Your assignment = Which lines of the data below contain "evaluation"? Please show them all.

Records for the exercise =
───

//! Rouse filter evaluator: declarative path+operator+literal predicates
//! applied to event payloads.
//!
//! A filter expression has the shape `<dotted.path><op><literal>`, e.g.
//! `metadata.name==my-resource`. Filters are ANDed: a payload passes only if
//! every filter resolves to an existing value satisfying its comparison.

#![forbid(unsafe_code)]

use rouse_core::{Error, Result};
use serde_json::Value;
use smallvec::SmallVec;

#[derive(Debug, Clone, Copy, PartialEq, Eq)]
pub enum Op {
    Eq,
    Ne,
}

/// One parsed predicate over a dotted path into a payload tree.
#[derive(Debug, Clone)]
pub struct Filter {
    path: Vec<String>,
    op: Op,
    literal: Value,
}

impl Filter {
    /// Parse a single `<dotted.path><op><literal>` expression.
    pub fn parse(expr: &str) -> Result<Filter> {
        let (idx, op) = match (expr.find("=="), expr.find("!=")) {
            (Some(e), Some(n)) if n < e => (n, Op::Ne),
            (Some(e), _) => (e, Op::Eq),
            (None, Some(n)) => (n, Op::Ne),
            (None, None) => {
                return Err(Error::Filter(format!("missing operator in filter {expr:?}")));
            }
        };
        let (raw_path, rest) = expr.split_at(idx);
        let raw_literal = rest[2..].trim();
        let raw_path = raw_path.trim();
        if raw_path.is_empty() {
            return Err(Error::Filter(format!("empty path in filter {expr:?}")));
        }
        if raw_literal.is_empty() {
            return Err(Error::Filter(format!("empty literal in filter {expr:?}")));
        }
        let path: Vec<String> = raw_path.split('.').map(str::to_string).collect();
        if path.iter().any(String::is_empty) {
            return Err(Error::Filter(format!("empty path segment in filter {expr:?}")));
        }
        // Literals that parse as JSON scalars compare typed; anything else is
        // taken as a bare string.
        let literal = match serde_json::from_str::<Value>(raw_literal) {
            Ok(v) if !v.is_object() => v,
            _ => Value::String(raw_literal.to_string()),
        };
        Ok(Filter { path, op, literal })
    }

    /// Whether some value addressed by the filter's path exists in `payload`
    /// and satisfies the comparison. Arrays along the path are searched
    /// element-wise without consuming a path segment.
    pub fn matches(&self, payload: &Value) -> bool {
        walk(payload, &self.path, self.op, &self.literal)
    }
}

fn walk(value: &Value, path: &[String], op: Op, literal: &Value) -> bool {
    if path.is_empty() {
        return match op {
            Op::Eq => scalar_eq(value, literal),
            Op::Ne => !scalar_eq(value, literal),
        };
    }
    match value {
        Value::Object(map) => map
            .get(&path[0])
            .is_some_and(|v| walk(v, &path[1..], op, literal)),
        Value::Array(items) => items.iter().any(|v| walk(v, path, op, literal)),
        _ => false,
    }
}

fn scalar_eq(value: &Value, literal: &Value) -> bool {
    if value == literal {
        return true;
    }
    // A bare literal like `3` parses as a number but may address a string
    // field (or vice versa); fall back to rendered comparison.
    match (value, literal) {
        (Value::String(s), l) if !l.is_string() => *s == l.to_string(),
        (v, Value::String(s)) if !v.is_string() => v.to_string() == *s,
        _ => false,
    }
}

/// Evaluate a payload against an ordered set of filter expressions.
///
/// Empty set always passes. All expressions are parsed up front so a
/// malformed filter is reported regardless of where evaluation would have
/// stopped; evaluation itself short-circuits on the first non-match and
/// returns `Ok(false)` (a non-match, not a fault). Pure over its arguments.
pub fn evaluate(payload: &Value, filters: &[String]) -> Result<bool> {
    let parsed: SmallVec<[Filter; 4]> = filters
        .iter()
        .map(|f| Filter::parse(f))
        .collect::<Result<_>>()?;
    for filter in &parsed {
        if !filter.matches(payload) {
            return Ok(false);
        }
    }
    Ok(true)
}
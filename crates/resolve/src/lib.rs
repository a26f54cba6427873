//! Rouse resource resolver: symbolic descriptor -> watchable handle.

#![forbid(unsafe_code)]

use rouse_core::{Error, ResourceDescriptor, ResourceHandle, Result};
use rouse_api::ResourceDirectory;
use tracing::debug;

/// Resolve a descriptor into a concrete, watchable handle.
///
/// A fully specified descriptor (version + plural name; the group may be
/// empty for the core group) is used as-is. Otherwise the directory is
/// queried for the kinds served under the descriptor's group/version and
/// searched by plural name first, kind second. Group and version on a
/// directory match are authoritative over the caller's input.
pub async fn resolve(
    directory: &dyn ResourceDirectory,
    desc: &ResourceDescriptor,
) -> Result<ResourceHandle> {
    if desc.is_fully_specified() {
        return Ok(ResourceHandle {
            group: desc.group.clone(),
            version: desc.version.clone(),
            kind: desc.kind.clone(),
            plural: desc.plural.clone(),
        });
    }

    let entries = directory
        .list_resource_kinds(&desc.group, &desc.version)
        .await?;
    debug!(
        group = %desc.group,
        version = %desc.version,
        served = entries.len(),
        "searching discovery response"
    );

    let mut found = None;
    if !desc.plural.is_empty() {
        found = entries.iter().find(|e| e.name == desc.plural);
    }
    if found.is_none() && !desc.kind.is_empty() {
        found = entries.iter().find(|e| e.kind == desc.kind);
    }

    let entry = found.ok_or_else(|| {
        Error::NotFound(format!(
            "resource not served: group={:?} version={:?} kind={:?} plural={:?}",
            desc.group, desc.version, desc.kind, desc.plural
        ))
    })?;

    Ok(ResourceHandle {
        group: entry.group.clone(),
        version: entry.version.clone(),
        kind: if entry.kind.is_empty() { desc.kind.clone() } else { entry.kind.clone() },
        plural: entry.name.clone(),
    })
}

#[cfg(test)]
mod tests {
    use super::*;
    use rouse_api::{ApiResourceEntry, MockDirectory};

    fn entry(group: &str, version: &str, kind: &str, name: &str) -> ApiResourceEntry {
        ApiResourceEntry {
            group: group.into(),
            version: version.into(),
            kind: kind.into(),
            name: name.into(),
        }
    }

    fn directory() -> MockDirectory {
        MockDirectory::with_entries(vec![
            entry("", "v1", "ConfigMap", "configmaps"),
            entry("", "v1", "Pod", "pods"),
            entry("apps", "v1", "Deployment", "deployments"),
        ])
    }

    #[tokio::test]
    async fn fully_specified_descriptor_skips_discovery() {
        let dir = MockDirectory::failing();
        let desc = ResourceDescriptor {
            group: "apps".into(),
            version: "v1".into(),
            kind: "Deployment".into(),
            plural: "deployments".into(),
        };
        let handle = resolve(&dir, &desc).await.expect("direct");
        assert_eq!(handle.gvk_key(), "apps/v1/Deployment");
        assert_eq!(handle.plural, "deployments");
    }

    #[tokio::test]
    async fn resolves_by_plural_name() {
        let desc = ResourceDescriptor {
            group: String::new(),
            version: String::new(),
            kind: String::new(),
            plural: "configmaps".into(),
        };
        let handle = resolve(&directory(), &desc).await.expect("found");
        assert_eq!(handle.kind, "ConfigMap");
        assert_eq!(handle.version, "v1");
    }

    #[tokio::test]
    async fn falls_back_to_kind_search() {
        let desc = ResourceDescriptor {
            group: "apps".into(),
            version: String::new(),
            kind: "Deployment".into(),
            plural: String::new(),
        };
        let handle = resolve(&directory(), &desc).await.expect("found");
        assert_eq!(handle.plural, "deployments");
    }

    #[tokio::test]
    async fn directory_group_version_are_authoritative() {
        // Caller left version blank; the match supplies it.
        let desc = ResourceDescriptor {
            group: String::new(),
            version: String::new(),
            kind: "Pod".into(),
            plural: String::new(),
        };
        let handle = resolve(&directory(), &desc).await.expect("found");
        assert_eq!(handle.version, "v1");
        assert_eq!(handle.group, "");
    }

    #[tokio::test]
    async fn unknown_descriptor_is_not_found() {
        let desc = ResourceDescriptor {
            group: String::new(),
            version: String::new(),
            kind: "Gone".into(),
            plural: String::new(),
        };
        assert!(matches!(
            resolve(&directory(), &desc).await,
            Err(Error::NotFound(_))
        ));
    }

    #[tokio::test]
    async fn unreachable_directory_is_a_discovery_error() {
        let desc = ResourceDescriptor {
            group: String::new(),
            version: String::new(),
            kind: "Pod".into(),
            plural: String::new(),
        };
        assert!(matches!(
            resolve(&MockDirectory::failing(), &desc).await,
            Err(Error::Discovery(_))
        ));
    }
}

───

Written reply =
/// malformed filter is reported regardless of where evaluation would have
/// stopped; evaluation itself short-circuits on the first non-match and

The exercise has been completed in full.